Si queréis verlo, abrid aquella
fosa y miradlo: ya no impecable en su vestido, bien ceñido el busto, sino
convertido en podredumbre de la que nacen los gusanos que le irán comiendo las
carnes, hasta no dejar de aquel cuerpo más que un esqueleto fétido, que después
se irá destrabando, separándose la cabeza del tronco y los huesos todos entre
sí.
He aquí a qué quedará un día
reducido este cuerpo, por el que tanto ofendemos a Dios.
¡Oh Santos! Vosotros lo
comprendisteis, y por eso teníais siempre el cuerpo mortificado; y ahora
vuestros huesos son venerados como reliquias en los altares y vuestras almas
gozan de la vista de Dios, esperando el día último, en que vendrán vuestros
cuerpos a haceros compañía en la gloria como os la hicieron en el dolor.

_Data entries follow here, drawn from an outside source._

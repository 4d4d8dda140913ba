//! Error types
//!
//! Defines domain-specific error types for each module of the application.

use std::fmt;
use std::io;

/// Storage module errors
#[derive(Debug)]
pub enum StorageError {
    IoError(io::Error),
    SerializeError(serde_json::Error),
}

impl fmt::Display for StorageError {
    fn fmt(&self, f: &mut fmt::Formatter<'_>) -> fmt::Result {
        match self {
            StorageError::IoError(e) => write!(f, "IO error: {}", e),
            StorageError::SerializeError(e) => write!(f, "Serialization error: {}", e),
        }
    }
}

impl std::error::Error for StorageError {}

impl From<io::Error> for StorageError {
    fn from(error: io::Error) -> Self {
        StorageError::IoError(error)
    }
}

impl From<serde_json::Error> for StorageError {
    fn from(error: serde_json::Error) -> Self {
        StorageError::SerializeError(error)
    }
}

/// Authentication module errors
#[derive(Debug)]
pub enum AuthError {
    UserExists(String),
    Storage(StorageError),
}

impl fmt::Display for AuthError {
    fn fmt(&self, f: &mut fmt::Formatter<'_>) -> fmt::Result {
        match self {
            AuthError::UserExists(u) => write!(f, "User already exists: {}", u),
            AuthError::Storage(e) => write!(f, "Credential storage failed: {}", e),
        }
    }
}

impl std::error::Error for AuthError {}

impl From<StorageError> for AuthError {
    fn from(error: StorageError) -> Self {
        AuthError::Storage(error)
    }
}

/// General application error that encompasses all error types
#[derive(Debug)]
pub enum AppError {
    Config(config::ConfigError),
    Auth(AuthError),
    Storage(StorageError),
    IoError(io::Error),
}

impl fmt::Display for AppError {
    fn fmt(&self, f: &mut fmt::Formatter<'_>) -> fmt::Result {
        match self {
            AppError::Config(e) => write!(f, "Configuration error: {}", e),
            AppError::Auth(e) => write!(f, "Authentication error: {}", e),
            AppError::Storage(e) => write!(f, "Storage error: {}", e),
            AppError::IoError(e) => write!(f, "I/O error: {}", e),
        }
    }
}

impl std::error::Error for AppError {}

impl From<config::ConfigError> for AppError {
    fn from(error: config::ConfigError) -> Self {
        AppError::Config(error)
    }
}

impl From<AuthError> for AppError {
    fn from(error: AuthError) -> Self {
        AppError::Auth(error)
    }
}

impl From<StorageError> for AppError {
    fn from(error: StorageError) -> Self {
        AppError::Storage(error)
    }
}

impl From<io::Error> for AppError {
    fn from(error: io::Error) -> Self {
        AppError::IoError(error)
    }
}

Si estuviera yo en la eternidad,
¿qué no desearía haber hecho por Dios? Se asomaba San Camilo de Lelis a las
tumbas, y exclamaba: -¡Oh!, si los que aquí reposan vivieran, ¿qué no harían
por la vida eterna? -Y yo, que vivo, ¿qué hago? Y nosotros, ¿qué hacemos?
Señor, no me rechaces por mí
ingratitud. Los demás os ofenden sin luz; yo a plena luz. Tanto me habéis
iluminado para que conociera el mal que hacía pecando, y, sin embargo, hollando
vuestra gracia y vuestras luces, os he vuelto las espaldas. No seas terrible
para mí; sé mi esperanza en el día del dolor.